Владимир Познер о Маршаке и писательстве: masterskietexta — LiveJournal
Мне позволялось находиться в «лаборатории» Маршака, в его кабинете, когда он писал. Я был свидетелем того, как он работал, как раз за разом правил, перечеркивал, начинал с начала и вновь перечеркивал.Писательство – дело трудное, это знают все, это, так сказать, общее место; но чтобы понять, насколько оно трудное, надо увидеть муки сидящего за столом. Маршак садился за стол в девять утра и выходил из-за него в девять вечера, он работал как одержимый, доводя себя до полного изнеможения в поисках точного слова, точной рифмы.
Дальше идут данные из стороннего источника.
// Copyright (c) 2024-2025 DeepGraph Inc.
// SPDX-License-Identifier: Apache-2.0
//
//! Persistent storage backends
//!
//! This module provides trait-based abstractions for ordered key-value storage,
//! allowing the catalog store to run on sled or on in-memory trees interchangeably.
//!
//! # Architecture
//!
//! ```text
//! CatalogStore (typed collections, staged writes)
//!     ↓
//! StorageDriver (key-value abstraction)
//!     ↓
//! Concrete Implementations (Sled, Memory)
//! ```

// Core modules
pub mod factory;
pub mod traits;
pub mod types;

// Driver implementations
pub mod memory;
#[cfg(feature = "sled-backend")]
pub mod sled;

// Public API re-exports
pub use factory::{create_storage_driver, probe_writable, reset_storage, BoxedDriver};
pub use traits::{BatchEntry, StorageDriver, StorageTree, TreeStatistics};
pub use types::{StorageDriverError, StorageResult, StorageType};
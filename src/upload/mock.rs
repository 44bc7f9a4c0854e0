use super::progress::TransferTick;
use super::transport::{UploadReceipt, UploadRequest, UploadTransport};
use crate::error::UploadError;
use async_trait::async_trait;
use parking_lot::Mutex;
use std::sync::Arc;
use std::time::Duration;
use tokio::sync::mpsc;

#[derive(Debug, Clone)]
enum ScriptedOutcome {
    Succeed(String),
    Fail(String),
}

/// Transport that replays a fixed tick plan instead of touching the network
#[derive(Clone)]
pub struct ScriptedTransport {
    ticks: Vec<u64>,
    outcome: ScriptedOutcome,
    tick_delay: Duration,
    requests: Arc<Mutex<Vec<UploadRequest>>>,
}

impl ScriptedTransport {
    /// Report one tick per entry of `ticks` (bytes sent so far), then succeed
    pub fn succeeding(ticks: Vec<u64>, result_reference: &str) -> Self {
        Self {
            ticks,
            outcome: ScriptedOutcome::Succeed(result_reference.to_string()),
            tick_delay: Duration::ZERO,
            requests: Arc::new(Mutex::new(Vec::new())),
        }
    }

    /// Report the ticks, then fail with `reason`
    pub fn failing(ticks: Vec<u64>, reason: &str) -> Self {
        Self {
            ticks,
            outcome: ScriptedOutcome::Fail(reason.to_string()),
            tick_delay: Duration::ZERO,
            requests: Arc::new(Mutex::new(Vec::new())),
        }
    }

    /// Sleep between ticks
    pub fn with_tick_delay(mut self, delay: Duration) -> Self {
        self.tick_delay = delay;
        self
    }

    /// Requests received so far
    pub fn requests(&self) -> Vec<UploadRequest> {
        self.requests.lock().clone()
    }
}

#[async_trait]
impl UploadTransport for ScriptedTransport {
    fn name(&self) -> &str {
        "scripted"
    }

    async fn transmit(
        &self,
        request: UploadRequest,
        ticks: mpsc::UnboundedSender<TransferTick>,
    ) -> Result<UploadReceipt, UploadError> {
        let total_bytes = request.artifact.len() as u64;
        let job_id = request.job_id.to_string();
        self.requests.lock().push(request);

        for &bytes_sent in &self.ticks {
            if !self.tick_delay.is_zero() {
                tokio::time::sleep(self.tick_delay).await;
            }
            let _ = ticks.send(TransferTick {
                bytes_sent,
                total_bytes,
            });
        }

        match &self.outcome {
            ScriptedOutcome::Succeed(reference) => Ok(UploadReceipt {
                result_reference: reference.clone(),
                service_job_id: Some(job_id),
            }),
            ScriptedOutcome::Fail(reason) => Err(UploadError::UploadFailed {
                job_id,
                reason: reason.clone(),
            }),
        }
    }
}
use super::codec::{
    decode_engine, decode_socket, encode_engine, encode_message, EnginePacket, SocketPacket,
    ENGINE_PROTOCOL,
};
use super::message::ChannelMessage;
use crate::config::ClipcastConfig;
use crate::error::ChannelError;
use async_trait::async_trait;
use futures::{SinkExt, StreamExt};
use std::time::Duration;
use tokio::net::TcpStream;
use tokio_tungstenite::tungstenite::Message;
use tokio_tungstenite::{connect_async, MaybeTlsStream, WebSocketStream};
use tracing::{debug, info, warn};
use url::Url;

/// Opens connections to the processing service's real-time endpoint
#[async_trait]
pub trait ChannelConnector: Send + Sync {
    /// Address connections are made to, for logging
    fn endpoint(&self) -> String;

    async fn connect(&self) -> Result<Box<dyn ChannelConnection>, ChannelError>;
}

/// One established real-time connection
#[async_trait]
pub trait ChannelConnection: Send {
    /// Next application message. `Ok(None)` once the server has closed the
    /// connection; `Err(ChannelError::Codec)` for a malformed message, after
    /// which the connection is still usable.
    async fn next_message(&mut self) -> Result<Option<ChannelMessage>, ChannelError>;

    async fn close(&mut self);
}

/// WebSocket URL of a Socket.IO endpoint below `base`
pub fn websocket_url(base: &str, socket_path: &str) -> Result<Url, ChannelError> {
    let invalid = |details: String| ChannelError::ConnectFailed {
        url: base.to_string(),
        details,
    };

    let mut url = Url::parse(base).map_err(|e| invalid(e.to_string()))?;
    let scheme = match url.scheme() {
        "http" | "ws" => "ws",
        "https" | "wss" => "wss",
        other => return Err(invalid(format!("unsupported scheme '{}'", other))),
    };
    url.set_scheme(scheme)
        .map_err(|_| invalid(format!("cannot switch to {}", scheme)))?;
    url.set_path(socket_path);
    url.query_pairs_mut()
        .clear()
        .append_pair("EIO", &ENGINE_PROTOCOL.to_string())
        .append_pair("transport", "websocket");
    Ok(url)
}

/// Socket.IO client over a plain WebSocket transport
pub struct SocketIoConnector {
    url: Url,
    connect_timeout: Duration,
}

impl SocketIoConnector {
    pub fn new(base_url: &str, socket_path: &str, connect_timeout: Duration) -> Result<Self, ChannelError> {
        Ok(Self {
            url: websocket_url(base_url, socket_path)?,
            connect_timeout,
        })
    }

    pub fn from_config(config: &ClipcastConfig) -> Result<Self, ChannelError> {
        Self::new(
            &config.channel_url(),
            &config.channel.socket_path,
            config.connect_timeout(),
        )
    }
}

#[async_trait]
impl ChannelConnector for SocketIoConnector {
    fn endpoint(&self) -> String {
        self.url.to_string()
    }

    async fn connect(&self) -> Result<Box<dyn ChannelConnection>, ChannelError> {
        let failed = |details: String| ChannelError::ConnectFailed {
            url: self.url.to_string(),
            details,
        };

        debug!("Connecting real-time channel to {}", self.url);
        let (ws, _response) = tokio::time::timeout(self.connect_timeout, connect_async(self.url.as_str()))
            .await
            .map_err(|_| failed(format!("timed out after {:?}", self.connect_timeout)))?
            .map_err(|e| failed(e.to_string()))?;

        let mut connection = SocketIoConnection { ws, sid: None };
        tokio::time::timeout(self.connect_timeout, connection.handshake())
            .await
            .map_err(|_| failed("handshake timed out".to_string()))??;

        info!(
            "Real-time channel connected to {} (sid {})",
            self.url,
            connection.sid.as_deref().unwrap_or("-")
        );
        Ok(Box::new(connection))
    }
}

struct SocketIoConnection {
    ws: WebSocketStream<MaybeTlsStream<TcpStream>>,
    sid: Option<String>,
}

impl SocketIoConnection {
    async fn send_text(&mut self, text: String) -> Result<(), ChannelError> {
        self.ws
            .send(Message::Text(text))
            .await
            .map_err(|e| ChannelError::Transport {
                details: e.to_string(),
            })
    }

    /// Next engine packet; `Ok(None)` when the socket closed
    async fn next_engine_packet(&mut self) -> Result<Option<EnginePacket>, ChannelError> {
        loop {
            let frame = match self.ws.next().await {
                None => return Ok(None),
                Some(Err(e)) => {
                    return Err(ChannelError::Transport {
                        details: e.to_string(),
                    })
                }
                Some(Ok(frame)) => frame,
            };

            match frame {
                Message::Text(text) => return decode_engine(&text).map(Some),
                Message::Close(_) => return Ok(None),
                Message::Binary(data) => {
                    warn!("Ignoring {} byte binary frame", data.len());
                }
                _ => {}
            }
        }
    }

    async fn handshake(&mut self) -> Result<(), ChannelError> {
        loop {
            match self.next_engine_packet().await? {
                Some(EnginePacket::Open(handshake)) => {
                    debug!(
                        "Engine open: sid {}, ping every {}ms",
                        handshake.sid, handshake.ping_interval
                    );
                    self.sid = Some(handshake.sid);
                    break;
                }
                Some(_) => continue,
                None => return Err(ChannelError::Closed),
            }
        }

        self.send_text(encode_message(&SocketPacket::connect_root()))
            .await?;

        loop {
            match self.next_engine_packet().await? {
                Some(EnginePacket::Message(payload)) => match decode_socket(&payload)? {
                    SocketPacket::Connect { .. } => return Ok(()),
                    SocketPacket::ConnectError { data, .. } => {
                        return Err(ChannelError::Refused {
                            details: data.map(|d| d.to_string()).unwrap_or_default(),
                        })
                    }
                    other => debug!("Skipping {:?} before namespace connect", other),
                },
                Some(EnginePacket::Ping(data)) => {
                    self.send_text(encode_engine(&EnginePacket::Pong(data)))
                        .await?
                }
                Some(EnginePacket::Close) | None => return Err(ChannelError::Closed),
                Some(_) => continue,
            }
        }
    }
}

#[async_trait]
impl ChannelConnection for SocketIoConnection {
    async fn next_message(&mut self) -> Result<Option<ChannelMessage>, ChannelError> {
        loop {
            let packet = match self.next_engine_packet().await? {
                Some(packet) => packet,
                None => return Ok(None),
            };

            match packet {
                EnginePacket::Ping(data) => {
                    self.send_text(encode_engine(&EnginePacket::Pong(data)))
                        .await?
                }
                EnginePacket::Close => return Ok(None),
                EnginePacket::Message(payload) => match decode_socket(&payload)? {
                    SocketPacket::Event { name, args, .. } => {
                        match ChannelMessage::from_event(&name, &args)? {
                            Some(message) => return Ok(Some(message)),
                            None => debug!("Ignoring unknown event '{}'", name),
                        }
                    }
                    SocketPacket::Disconnect { .. } => return Ok(None),
                    SocketPacket::ConnectError { data, .. } => {
                        return Err(ChannelError::Refused {
                            details: data.map(|d| d.to_string()).unwrap_or_default(),
                        })
                    }
                    SocketPacket::Connect { .. } | SocketPacket::Ack { .. } => {}
                },
                EnginePacket::Open(_)
                | EnginePacket::Pong(_)
                | EnginePacket::Upgrade
                | EnginePacket::Noop => {}
            }
        }
    }

    async fn close(&mut self) {
        let disconnect = encode_message(&SocketPacket::Disconnect {
            namespace: super::codec::ROOT_NAMESPACE.to_string(),
        });
        if let Err(e) = self.send_text(disconnect).await {
            debug!("Disconnect packet not delivered: {}", e);
        }
        if let Err(e) = self.ws.close(None).await {
            debug!("WebSocket close failed: {}", e);
        }
    }
}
Самуил Яковлевич уже был на литературном олимпе, ему не требовалось никому ничего доказывать, все, что он писал, печаталось без разговоров. Словом, он мог не стараться. А он трудился на пределе своих возможностей. Художник иначе не может, художник – это… Нет, я и пробовать не буду дать определение, тем более, что это уже сделано бесподобно и точно Уильямом Фолкнером:
«Говоря о художнике, я, конечно, подразумеваю всех тех, кто попытался создать нечто такое, чего до них не существовало, создать лишь с помощью тех инструментов и того материала, которые принадлежат человеческому духу и потому не продаваемы; тех, кто, неважно как, неумело, попытался вырезать на стене окончательного забытья языком духа человеческого: „Здесь был Вася“.
Это, главным образом, и, как мне кажется, по сути дела и есть все, что мы когда-либо пытались сделать. И я полагаю, мы все согласимся с тем, что мы провалились. Что созданное нами не дотягивало и никогда не дотянет до формы, до идеальной мечты, которую мы получили в наследство, которая подгоняла нас и будет подгонять дальше, даже после каждого провала, до тех пор, пока мука нас отпустит и рука, наконец, упадет и замрет».
Эта мука не была чужда Маршаку. Ему потребовалось двадцать лет, чтобы перевести сонеты Шекспира, но мне доподлинно известно: когда эта работа была опубликована и встречена восторженно критикой и читателями, он страдал от осознания того, что не «дотянул» до идеала.